One remarkable outcome of these developments was that radical hostility to the socioeconomic order readily converged with the kind of cultural rejection of the Jews that was usually associated with the political right. The coming together of the sensibility of the anti-Enlightenment left with that of the racially motivated far right over the question of Israel has been one of the most striking developments in recent decades. From this new standpoint, Israel became a standalone oppressive state that combined the worst features associated with the history of its cursed people and the exploitative imperative of global capitalism.

And finally, from the 1990s onwards, the West’s recently established Muslim immigrant communities became increasingly vociferous in their denunciations of Israel. Many Muslim youths , who came to regard their local Jewish community as part of the enemy camp, started to express their anger and frustration in a language that depicted Jews and Zionism as interchangeable enemies.
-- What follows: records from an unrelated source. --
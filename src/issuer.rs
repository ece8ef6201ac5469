use bon::Builder;
use der::asn1::BitString;
use rand::RngCore;
use x509_cert::certificate::CertificateInner;
use x509_cert::name::Name;
use x509_cert::serial_number::SerialNumber;

use crate::cert::extensions::CertificateExtension;
use crate::cert::params::Validity;
use crate::cert::{Certificate, SignatureAlgorithm};
use crate::error::{PkiError, Result};
use crate::key::{KeyPair, PublicKey};
use crate::tbs_certificate::TbsCertificate;

/// Parameters of a certificate about to be issued.
///
/// # Fields
/// * `serial_number` - Serial of the new certificate.
/// * `validity` - Validity window of the new certificate.
/// * `subject` - Subject name, copied into the certificate as-is.
/// * `subject_public_key` - The public key being certified.
/// * `extensions` - The full extension list of the new certificate.
#[derive(Clone, Debug, Builder)]
pub struct CertificateParams {
    pub serial_number: SerialNumber,
    pub validity: Validity,
    pub subject: Name,
    pub subject_public_key: PublicKey,
    #[builder(default)]
    pub extensions: Vec<CertificateExtension>,
}

/// Represents an entity capable of issuing certificates.
///
/// This trait provides methods to retrieve issuer details and issue certificates.
pub trait Issuer {
    /// Returns the distinguished name written as the issuer of new certificates.
    fn issuer_name(&self) -> &Name;

    /// Returns the signing key of the issuer.
    fn signing_key(&self) -> &KeyPair;

    /// Issues a certificate: the issuer name is this issuer's, the signature
    /// is SHA-256 with RSA under [`Issuer::signing_key`].
    fn issue(&self, params: CertificateParams) -> Result<Certificate> {
        let signature_algorithm = SignatureAlgorithm::Sha256WithRSA;

        let tbs_cert = TbsCertificate {
            serial_number: params.serial_number,
            signature_algorithm,
            issuer: self.issuer_name().clone(),
            validity: params.validity,
            subject: params.subject,
            subject_public_key: params.subject_public_key,
            extensions: params.extensions,
        };

        let tbs_cert_inner = tbs_cert.to_tbs_certificate_inner()?;
        let tbs_der = der::Encode::to_der(&tbs_cert_inner)
            .map_err(|e| PkiError::EncodingError(e.to_string()))?;
        let signature = self.signing_key().sign_data(&tbs_der)?;

        let cert_inner = CertificateInner {
            tbs_certificate: tbs_cert_inner,
            signature_algorithm: signature_algorithm.into(),
            signature: BitString::from_bytes(&signature)?,
        };

        Ok(Certificate { inner: cert_inner })
    }
}

/// Issuer of a self-signed certificate: its name is the subject being certified.
pub(crate) struct SelfIssuer<'a> {
    pub(crate) name: Name,
    pub(crate) key: &'a KeyPair,
}

impl Issuer for SelfIssuer<'_> {
    fn issuer_name(&self) -> &Name {
        &self.name
    }

    fn signing_key(&self) -> &KeyPair {
        self.key
    }
}

/// Draws `size` random bytes as a positive serial number.
///
/// Serials are independent per call; nothing records which ones were issued.
pub fn random_serial_number(size: usize) -> Result<SerialNumber> {
    if size == 0 || size > 20 {
        return Err(PkiError::InvalidInput(format!(
            "Serial number size must be between 1 and 20 bytes, got {size}"
        )));
    }
    let mut bytes = vec![0u8; size];
    rand::rng().fill_bytes(&mut bytes);
    Ok(SerialNumber::new(&bytes)?)
}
One, arguably unexpected consequence of their campaigning was to erode the cultural barriers in Europe that in the postwar period had prevented the open expression of anti-Semitism. Their campaigning, alongside the growing tendency to pathologise Israel, gave permission to others to shake off their inhibitions about voicing anti-Jewish sentiments.

Although anti-Semitism is still not respectable, it has gained a significant degree of influence in Western societies. For some, attacking Jews and their institutions is justified on the grounds that it represents a blow against the ultimate enemy: Israel. Some reject Israel because it serves as a convenient symbol of the West. For others, Israel has become the focus of their bad faith. In a world of uncertainty and confusion, Israel and its people are regarded as a unique repository of evil. None of these sentiments bears the slightest resemblance to the legitimate anti-Zionist tradition of the past, which was motivated by an honest view of what was in the best interests of Palestinians and Jews. Most of the current critics of Israel possess very different motives. Instead of raising genuine questions and criticisms, they communicate a diffuse sense of anger and passion. As Sartre suggested, the source of such passion has little to do with the target of the outburst – which is why, whatever happens in Israel and Gaza, it will do little to temper contemporary Western fear and loathing of Zionism / the Jews.

And what of the Jew-lovers, who see the race as something above. Giulio Meotti is an Italian journalist with Il Foglio. He writes:

These stubborn Israeli Jews are alone – alone in resisting in a battle for all of us.The people of Israel are valiant, going about their daily lives knowing that Muslim killers might explode a bomb or rocket in any public place at any time. Even more valiant are the Israeli soldiers, who are now fighting inside Gaza, house by house, spied on by cruel eyes, hated by old and young, targeted by beheaders, longed for by their families. These lone Jews fighting in a long night hold the free world’s destiny in their hands.

The world is burning with jealousy of Israel and what it achieved for its people in a mere 65 years.

These stubborn Israeli Jews are alone – alone in resisting in a battle for all of us. It has been calculated that since the year of the founding of the state, more than 60,000 rockets have fallen on Israel. The Israelis are victimized and they are alone, abandoned by the world — now, just as then.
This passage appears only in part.